* **Data extracts**

=-=-=

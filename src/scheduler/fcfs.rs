//! First-come-first-served scheduler.
//!
//! # Algorithm
//!
//! 1. Stable-sort a copy of the processes by arrival time.
//! 2. Keep a clock at the time the CPU becomes free (the origin at first).
//! 3. For each process, idle the clock forward to its arrival if needed,
//!    dispatch it, and advance the clock by its burst.
//!
//! Equal arrival times keep submission order, so the sort must be stable.
//!
//! # Complexity
//! O(n log n) for the sort, O(n) for the sweep.
//!
//! # Reference
//! Silberschatz et al. (2018), "Operating System Concepts", Ch. 5.3.1

use log::{debug, trace};
use serde::{Deserialize, Serialize};

use crate::error::ScheduleError;
use crate::models::{Process, ScheduleResult, ScheduledProcess};

/// Input container for a scheduling run.
#[derive(Debug, Clone, Default, Serialize, Deserialize)]
pub struct ScheduleRequest {
    /// Processes in submission order.
    pub processes: Vec<Process>,
    /// Time the CPU becomes available.
    #[serde(default)]
    pub origin: i64,
}

impl ScheduleRequest {
    /// Creates a new request starting at t=0.
    pub fn new(processes: Vec<Process>) -> Self {
        Self {
            processes,
            origin: 0,
        }
    }

    /// Sets the time the CPU becomes available.
    pub fn with_origin(mut self, origin: i64) -> Self {
        self.origin = origin;
        self
    }
}

/// Non-preemptive FCFS scheduler.
///
/// Holds configuration only; [`schedule`](Self::schedule) is a pure function
/// of its input and never mutates it.
///
/// # Example
///
/// ```
/// use fcfs_schedule::models::Process;
/// use fcfs_schedule::scheduler::FcfsScheduler;
///
/// let processes = vec![
///     Process::new("P1", 0, 5),
///     Process::new("P2", 1, 3),
/// ];
/// let result = FcfsScheduler::new().schedule(&processes).unwrap();
/// assert_eq!(result.processes[1].start, 5);
/// assert_eq!(result.processes[1].waiting, 4);
/// ```
#[derive(Debug, Clone, Default)]
pub struct FcfsScheduler {
    origin: i64,
}

impl FcfsScheduler {
    /// Creates a scheduler whose CPU is free from t=0.
    pub fn new() -> Self {
        Self::default()
    }

    /// Sets the time the CPU becomes available.
    pub fn with_origin(mut self, origin: i64) -> Self {
        self.origin = origin;
        self
    }

    /// Configured origin.
    pub fn origin(&self) -> i64 {
        self.origin
    }

    /// Schedules processes in arrival order.
    ///
    /// Input is assumed validated (see [`crate::validation`]).
    ///
    /// # Errors
    /// - [`ScheduleError::EmptyInput`] if `processes` is empty.
    /// - [`ScheduleError::Overflow`] if a finish time exceeds `i64::MAX`.
    pub fn schedule(&self, processes: &[Process]) -> Result<ScheduleResult, ScheduleError> {
        if processes.is_empty() {
            return Err(ScheduleError::EmptyInput);
        }

        let order = arrival_order(processes);
        trace!("dispatch order: {order:?}");

        let mut clock = self.origin;
        let mut scheduled = Vec::with_capacity(processes.len());

        for &idx in &order {
            let process = &processes[idx];
            if clock < process.arrival {
                debug!(
                    "cpu idle [{clock}, {}) until '{}' arrives",
                    process.arrival, process.id
                );
                clock = process.arrival;
            }

            let start = clock;
            clock = clock
                .checked_add(process.burst)
                .ok_or_else(|| ScheduleError::Overflow {
                    process_id: process.id.clone(),
                })?;
            let entry = ScheduledProcess {
                process: process.clone(),
                index: idx,
                start,
                waiting: start - process.arrival,
                finish: clock,
                turnaround: clock - process.arrival,
            };
            debug!(
                "'{}' runs [{}, {}) waiting={} turnaround={}",
                entry.process.id, entry.start, entry.finish, entry.waiting, entry.turnaround
            );
            scheduled.push(entry);
        }

        ScheduleResult::from_processes(scheduled)
            .map(|r| r.with_origin(self.origin))
            .ok_or(ScheduleError::EmptyInput)
    }

    /// Schedules from a request, using the request's origin.
    pub fn schedule_request(
        &self,
        request: &ScheduleRequest,
    ) -> Result<ScheduleResult, ScheduleError> {
        self.clone()
            .with_origin(request.origin)
            .schedule(&request.processes)
    }
}

/// Schedules processes with a default [`FcfsScheduler`].
pub fn schedule(processes: &[Process]) -> Result<ScheduleResult, ScheduleError> {
    FcfsScheduler::new().schedule(processes)
}

/// Indices into `processes`, stable-sorted by arrival time.
fn arrival_order(processes: &[Process]) -> Vec<usize> {
    let mut indices: Vec<usize> = (0..processes.len()).collect();
    indices.sort_by_key(|&i| processes[i].arrival);
    indices
}

#[cfg(test)]
mod tests {
    use super::*;
    use rand::rngs::StdRng;
    use rand::{Rng, SeedableRng};

    fn ids(result: &ScheduleResult) -> Vec<&str> {
        result.iter().map(|p| p.id()).collect()
    }

    fn random_processes(rng: &mut StdRng, n: usize) -> Vec<Process> {
        (0..n)
            .map(|i| {
                Process::new(
                    format!("P{i}"),
                    rng.random_range(0..30),
                    rng.random_range(1..10),
                )
            })
            .collect()
    }

    #[test]
    fn test_three_processes() {
        let processes = vec![
            Process::new("P1", 0, 5),
            Process::new("P2", 1, 3),
            Process::new("P3", 2, 8),
        ];
        let r = schedule(&processes).unwrap();

        let p1 = r.find("P1").unwrap();
        assert_eq!((p1.start, p1.finish, p1.waiting), (0, 5, 0));
        let p2 = r.find("P2").unwrap();
        assert_eq!((p2.start, p2.finish, p2.waiting), (5, 8, 4));
        let p3 = r.find("P3").unwrap();
        assert_eq!((p3.start, p3.finish, p3.waiting), (8, 16, 6));

        assert!((r.average_waiting - 10.0 / 3.0).abs() < 1e-9);
        assert!((r.average_turnaround - 26.0 / 3.0).abs() < 1e-9);
    }

    #[test]
    fn test_initial_idle_gap() {
        let r = schedule(&[Process::new("P1", 5, 2)]).unwrap();
        let p = &r.processes[0];
        assert_eq!(p.start, 5);
        assert_eq!(p.finish, 7);
        assert_eq!(p.waiting, 0);
        assert_eq!(p.turnaround, 2);
    }

    #[test]
    fn test_tie_keeps_submission_order() {
        let processes = vec![Process::new("A", 0, 4), Process::new("B", 0, 2)];
        let r = schedule(&processes).unwrap();
        assert_eq!(ids(&r), vec!["A", "B"]);
        let b = r.find("B").unwrap();
        assert_eq!((b.start, b.finish), (4, 6));
    }

    #[test]
    fn test_empty_input_rejected() {
        assert_eq!(schedule(&[]), Err(ScheduleError::EmptyInput));
    }

    #[test]
    fn test_single_process() {
        let r = schedule(&[Process::new("X", 3, 6)]).unwrap();
        let x = &r.processes[0];
        assert_eq!((x.start, x.finish, x.waiting, x.turnaround), (3, 9, 0, 6));
        assert!((r.average_waiting - 0.0).abs() < 1e-9);
        assert!((r.average_turnaround - 6.0).abs() < 1e-9);
    }

    #[test]
    fn test_unsorted_input_not_mutated() {
        let processes = vec![
            Process::new("late", 10, 1),
            Process::new("early", 0, 2),
        ];
        let before = processes.clone();
        let r = schedule(&processes).unwrap();
        assert_eq!(processes, before);
        assert_eq!(ids(&r), vec!["early", "late"]);
        assert_eq!(r.processes[0].index, 1);
        assert_eq!(r.processes[1].index, 0);
    }

    #[test]
    fn test_gap_between_processes() {
        let processes = vec![Process::new("P1", 0, 2), Process::new("P2", 6, 1)];
        let r = schedule(&processes).unwrap();
        let p2 = r.find("P2").unwrap();
        assert_eq!(p2.start, 6);
        assert_eq!(p2.waiting, 0);
        assert_eq!(r.idle_gaps(), vec![(2, 6)]);
    }

    #[test]
    fn test_origin_delays_dispatch() {
        let processes = vec![Process::new("P1", 0, 3), Process::new("P2", 8, 1)];
        let r = FcfsScheduler::new()
            .with_origin(4)
            .schedule(&processes)
            .unwrap();
        let p1 = r.find("P1").unwrap();
        assert_eq!((p1.start, p1.waiting, p1.finish), (4, 4, 7));
        assert_eq!(r.origin, 4);
        let p2 = r.find("P2").unwrap();
        assert_eq!((p2.start, p2.waiting), (8, 0));
    }

    #[test]
    fn test_finish_past_i64_max_rejected() {
        let processes = vec![Process::new("P1", i64::MAX, 1)];
        assert_eq!(
            schedule(&processes),
            Err(ScheduleError::Overflow {
                process_id: "P1".into()
            })
        );

        // Overflow from accumulated bursts, not a single large arrival
        let processes = vec![
            Process::new("A", i64::MAX - 10, 6),
            Process::new("B", i64::MAX - 10, 6),
        ];
        assert!(matches!(
            schedule(&processes),
            Err(ScheduleError::Overflow { ref process_id }) if process_id == "B"
        ));
    }

    #[test]
    fn test_finish_at_i64_max_accepted() {
        let r = schedule(&[Process::new("P1", i64::MAX - 1, 1)]).unwrap();
        assert_eq!(r.processes[0].finish, i64::MAX);
        assert!((r.average_turnaround - 1.0).abs() < 1e-9);
    }

    #[test]
    fn test_schedule_request() {
        let request = ScheduleRequest::new(vec![Process::new("P1", 0, 2)]).with_origin(10);
        let r = FcfsScheduler::new()
            .with_origin(3)
            .schedule_request(&request)
            .unwrap();
        assert_eq!(r.processes[0].start, 10);
        assert_eq!(r.processes[0].finish, 12);
        assert_eq!(r.origin, 10);
    }

    #[test]
    fn test_request_origin_defaults_to_zero() {
        let request: ScheduleRequest =
            serde_json::from_str(r#"{"processes":[{"id":"A","arrival":1,"burst":2}]}"#).unwrap();
        assert_eq!(request.origin, 0);
        let r = FcfsScheduler::new().schedule_request(&request).unwrap();
        assert_eq!(r.processes[0].start, 1);
    }

    #[test]
    fn test_properties_random_inputs() {
        let mut rng = StdRng::seed_from_u64(42);
        for _ in 0..200 {
            let n = rng.random_range(1..12);
            let processes = random_processes(&mut rng, n);
            let r = schedule(&processes).unwrap();
            assert_eq!(r.len(), processes.len());

            // Ordering: arrival ascending, ties by submission index
            for w in r.processes.windows(2) {
                assert!(w[0].arrival() <= w[1].arrival());
                if w[0].arrival() == w[1].arrival() {
                    let i0 = processes.iter().position(|p| p.id == w[0].id()).unwrap();
                    let i1 = processes.iter().position(|p| p.id == w[1].id()).unwrap();
                    assert!(i0 < i1);
                }
                // No overlap
                assert!(w[0].finish <= w[1].start);
                // Idle only when nothing has arrived
                if w[1].start > w[0].finish {
                    assert_eq!(w[1].start, w[1].arrival());
                }
            }

            let mut latest_finish = 0;
            for p in &r {
                assert_eq!(p.finish, p.start + p.burst());
                assert!(p.waiting >= 0);
                assert_eq!(p.turnaround, p.waiting + p.burst());
                assert_eq!(p.turnaround, p.finish - p.arrival());
                if p.arrival() > latest_finish {
                    assert_eq!(p.waiting, 0);
                }
                latest_finish = latest_finish.max(p.finish);
            }

            let n = r.len() as f64;
            let mean_wait = r.iter().map(|p| p.waiting as f64).sum::<f64>() / n;
            let mean_tat = r.iter().map(|p| p.turnaround as f64).sum::<f64>() / n;
            assert!((r.average_waiting - mean_wait).abs() < 1e-9);
            assert!((r.average_turnaround - mean_tat).abs() < 1e-9);
        }
    }

    #[test]
    fn test_deterministic() {
        let mut rng = StdRng::seed_from_u64(7);
        let processes = random_processes(&mut rng, 20);
        let scheduler = FcfsScheduler::new();
        let first = scheduler.schedule(&processes).unwrap();
        let second = scheduler.schedule(&processes).unwrap();
        assert_eq!(first, second);
    }
}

=-=-=

Search the records above for the string "only". Copy every line that contains it.

/// Holds configuration only; [`schedule`](Self::schedule) is a pure function
                // Idle only when nothing has arrived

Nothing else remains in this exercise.